Politico: Democrats Bet Big on Obamacare to Win Virginia Statehouse
So far, the implementation of Medicaid work requirements has been more crash and burn than the graceful transition many Republicans had likely hoped for. But Indiana seems on the path to becoming a model for other states as they add more restrictions to the program. I can explain it no better than Paige Winfield Cunningham at The Washington Post, who wrote: “If Arkansas and Kentucky were heavy-handed in imposing their work requirements, Indiana’s program is more like a tap on the shoulder, advocates argue.”
The Washington Post: Indiana Seeks to Impose Slower, Kinder Work Requirements on Medicaid Recipients
Meanwhile, over in Missouri, expansion advocates are hoping to follow the success of other states by getting the issue in front of voters rather than lawmakers.

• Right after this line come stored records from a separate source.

//! File and conversion result descriptors.

use serde::{Deserialize, Serialize};

/// Metadata for the user-selected input file.
///
/// Created when a file is picked, read-only thereafter, discarded on
/// reset. This is the serializable subset mirrored to localStorage; the
/// live [`web_sys::File`] handle is held separately and never persisted.
#[derive(Clone, Debug, PartialEq, Serialize, Deserialize)]
pub struct FileDescriptor {
    pub name: String,
    /// Size in bytes.
    pub size: u64,
    /// MIME type reported by the browser; may be empty.
    #[serde(rename = "type")]
    pub mime_type: String,
    /// Last-modified timestamp in milliseconds since the Unix epoch.
    #[serde(rename = "lastModified")]
    pub last_modified: f64,
}

impl FileDescriptor {
    /// Build a descriptor from a browser file handle.
    pub fn from_file(file: &web_sys::File) -> Self {
        Self {
            name: file.name(),
            size: file.size() as u64,
            mime_type: file.type_(),
            last_modified: file.last_modified(),
        }
    }

    /// Lowercase extension without the leading dot, if the name has one.
    pub fn extension(&self) -> Option<String> {
        extension_of(&self.name)
    }

    /// Whether the browser reported an image MIME type.
    pub fn is_image(&self) -> bool {
        self.mime_type.starts_with("image/")
    }
}

/// Lowercase extension of a file name, without the leading dot.
pub fn extension_of(name: &str) -> Option<String> {
    let (_, ext) = name.rsplit_once('.')?;
    if ext.is_empty() {
        return None;
    }
    Some(ext.to_lowercase())
}

/// Outcome of a (simulated) conversion.
///
/// Only `file_name` and `file_size` survive serialization; the download
/// URL wraps an in-memory object and dies with the page.
#[derive(Clone, Debug, PartialEq, Serialize, Deserialize)]
pub struct ConversionResult {
    #[serde(rename = "fileName")]
    pub file_name: String,
    /// Placeholder output size in bytes.
    #[serde(rename = "fileSize")]
    pub file_size: u64,
    /// Object URL for the mock download. `None` after a reload restored
    /// only the persisted metadata.
    #[serde(skip)]
    pub download_url: Option<String>,
}

#[cfg(test)]
mod tests {
    use super::*;

    #[test]
    fn test_extension_of() {
        assert_eq!(extension_of("photo.png"), Some("png".to_string()));
        assert_eq!(extension_of("archive.tar.gz"), Some("gz".to_string()));
        assert_eq!(extension_of("UPPER.JPG"), Some("jpg".to_string()));
        assert_eq!(extension_of("no-extension"), None);
        assert_eq!(extension_of("trailing-dot."), None);
    }

    #[test]
    fn test_descriptor_extension() {
        let desc = FileDescriptor {
            name: "movie.MKV".to_string(),
            size: 1024,
            mime_type: "video/x-matroska".to_string(),
            last_modified: 0.0,
        };
        assert_eq!(desc.extension(), Some("mkv".to_string()));
        assert!(!desc.is_image());
    }

    #[test]
    fn test_result_serializes_without_download_url() {
        let result = ConversionResult {
            file_name: "photo.webp".to_string(),
            file_size: 900,
            download_url: Some("blob:fake".to_string()),
        };
        let json = serde_json::to_string(&result).unwrap();
        assert!(!json.contains("blob:fake"));

        let restored: ConversionResult = serde_json::from_str(&json).unwrap();
        assert_eq!(restored.file_name, "photo.webp");
        assert_eq!(restored.file_size, 900);
        assert_eq!(restored.download_url, None);
    }

    #[test]
    fn test_descriptor_json_field_names() {
        let desc = FileDescriptor {
            name: "a.txt".to_string(),
            size: 5,
            mime_type: "text/plain".to_string(),
            last_modified: 1700000000000.0,
        };
        let json = serde_json::to_string(&desc).unwrap();
        assert!(json.contains("\"type\""));
        assert!(json.contains("\"lastModified\""));
    }
}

The Hill: Advocates Launch Petition to Place Medicaid Expansion on 2020 Ballot in Missouri
The “Guaranteed to Make Everyone’s Blood Boil” award of the week goes to the article about how the Sacklers (the family that founded Purdue Pharma) could emerge from the opioid trials with their personal fortune intact.
The Washington Post: Sacklers Could Hold On to Most of Personal Fortune in Proposed Purdue Settlement
A cluster of HIV cases in West Virginia could be the canary in the coal mine that public health officials monitoring the opioid epidemic have been on the watch for. “This is the nightmare everyone is worried about,” said one expert about the outbreak that appears to be among the largest since one in Indiana’s Scott County four years ago.
Politico: ‘The Nightmare Everyone Is Worried About’: HIV Cases Tied to Opioids Spike in West Virginia County
In the miscellaneous file for the week:
• Reeling from persistent political attacks, Planned Parenthood has announced it will utilize telemedicine and a new app to reach young and rural patients who may have been affected by attempts to chip away at the organization.
The Wall Street Journal: Planned Parenthood to Expand App-Based Health Services to All 50 States
• We as a country are hooked on fast deliveries from Amazon, but there’s a human toll that flies under the radar that goes beyond workers’ pay. This ProPublica-New York Times story starts with the tragedy of a 9-month-old who died in an accident involving an Amazon delivery vehicle and doesn’t get any less heartbreaking as it goes on.
ProPublica/The New York Times: How Amazon Hooked America on Fast Delivery While Avoiding Responsibility for Crashes
• Be sure to check out this fantastic series about how America’s sick, poor and vulnerable will be the ones most affected by the growing climate crisis because they live in urban heat islands.
Howard Center for Investigative Journalism: Code Red: Baltimore’s Climate Divide
• On a much lighter note, scientists may have discovered a gene for left-handedness, which I just find fascinating and may make approximately 10% of my readers happy to know (mostly because it’s linked to having better verbal skills).
CNN: Scientists Identify the Genes Linked to Left-Handedness
• After millions of dollars, thousands of hours of manpower, tons of public outrage and a countless number of headlines from yours truly, the NYC measles outbreak has been declared officially over. The outbreaks in upstate New York still threaten the United States’ status as having eliminated the disease but, for now, public health officials are taking victories where they can get them.
The Washington Post: New York City Declares End to Largest Measles Outbreak in Nearly 30 Years
That’s it for me! Have a great weekend!